Cuando corrieron la única salida era por el arroyo que en ocho años, jamás había visto sin arena. Gritos, niños corriendo, gente atrapada en su casa y techos de lámina volando, fue lo que los ojos verdes de Xóchitl vieron.

— Al día siguiente no quedaba nada de mi casa. Me agarré llorando, todo se lo llevó, menos tres cambios de ropa que alcance a sacar.

Autoridades, sin respuesta

Xóchitl, su esposo y tres hijos son de los más de 250 mil afectados por el Huracán Odile que azotó Baja California. Han pasado seis meses, y miles de personas continúan con sus casas destrozadas a pesar de la ayuda prometida por las autoridades.

—Dos semanas después del huracán nos censaron los de la Sedatu (Secretaría de Desarrollo Agrario, Territorial y Urbano), nos dijeron que nos iban a reubicar, pero nada. Tengo miedo de que otra vez lleguen las lluvias.

Su casa esta tapizada de tela con la bandera de México. Después del huracán vino el frío y por la pedacera de madera se filtraba el viento.

—Se me empezó a enfermar mi niño más chiquito, porque se metía todo el frío y no teníamos dinero. Mi suegra había comprado tela de bandera porque se aproximaba el 16 de septiembre. Me la regaló porque no hubo festejos. La tela también es la división entre el colchón y la mina de gas. Un patriotismo forzado que le tuerce las tripas a Xóchitl, porque le recuerda a ese gobierno que dice, no le ha dado nada.

Visita de springbreakers

La ciudad de Los Cabos es de los destinos turísticos favoritos entre los estadounidenses. Las agencias de viajes en Estados Unidos ofrecen las mejores promociones, y las universidades organizan las graduaciones en paradisíacos hoteles frente al mar.

Ellos lo llaman simplemente “Cabo” y fonéticamente lo pronuncian Cabou, como gritan euforicos los jóvenes de pectorales erguidos, y chicas rubias en diminutos trajes de baño.

Llevan atadas a la cabeza coloridas bandas de la Universidad de Arizona. Es su graduación. Han venido desde San Diego, California, en un viaje de dos horas. Festejan la llegada del spring break o sus vacaciones intermedias.

En Cabou, seis meses después pareciese que Odile nunca existió. Los hoteles lucen esplendorosos, el hip hop y el reggaetón suenan hasta las seis de la mañana y el Mango, el bar más famoso de la ciudad, icono de los jóvenes vacacionistas, nunca ha vendido tanta cerveza como este año.

“Aquí como si no hubiera pasado nada, es más hasta creo que hay más gente este año porque ahora vienen los güeros preguntando que si es cierto que las olas llegaron hasta la punta del arco, la piedra esa de allá”, cuenta Efraín, mesero en el Mango.

Cabou está completamente de pie.

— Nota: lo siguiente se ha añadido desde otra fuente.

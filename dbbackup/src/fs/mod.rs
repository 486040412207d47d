pub mod walker;
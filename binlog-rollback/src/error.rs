use chrono::{DateTime, Local};

#[derive(thiserror::Error, Debug)]
pub enum RollbackError {
    /// Bad configuration, found before connecting.
    #[error("{0}")]
    Validation(String),

    /// The instance or its binlogs cannot be safely flashed back.
    #[error("precheck failed: {0}")]
    Precheck(String),

    #[error("no candidate binlog files cover {start} .. {stop}")]
    NoCandidateBinlogs {
        start: DateTime<Local>,
        stop: DateTime<Local>,
    },

    /// A step was run out of order.
    #[error("cannot {action} in state {state}")]
    State { action: &'static str, state: String },

    #[error(transparent)]
    Io(#[from] std::io::Error),

    #[error(transparent)]
    Database(#[from] sqlx::Error),

    #[error(transparent)]
    Config(#[from] config::ConfigError),

    #[error(transparent)]
    Json(#[from] serde_json::Error),

    /// Decoder and client failures, carrying the tool's output tail.
    #[error(transparent)]
    Backup(#[from] dbbackup::BackupError),
}

impl RollbackError {
    pub fn validation(msg: impl Into<String>) -> Self {
        RollbackError::Validation(msg.into())
    }

    pub fn precheck(msg: impl Into<String>) -> Self {
        RollbackError::Precheck(msg.into())
    }
}

pub type Result<T> = std::result::Result<T, RollbackError>;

Horas después de Odile empresarios y gobiernos se reunían para poner en marcha un plan que reactivara la zona turística. Esto, a pesar de que según estimaciones del Consejo Coordinador generó perdidas de hasta 15 mil millones de pesos al sector empresarial, superando los daños generales por huracanes en Guerrero y Cancún.

Actualmente se ha reactivado prácticamente toda la oferta turística. Campos de golf, bares, hoteles, pesca deportiva ya operan prácticamente al 100%. Entre Los Cabos de los sudcalifornianos y El Cabou de los turistas, existen muchas diferencias que evidenció Odile aquel 14 de septiembre.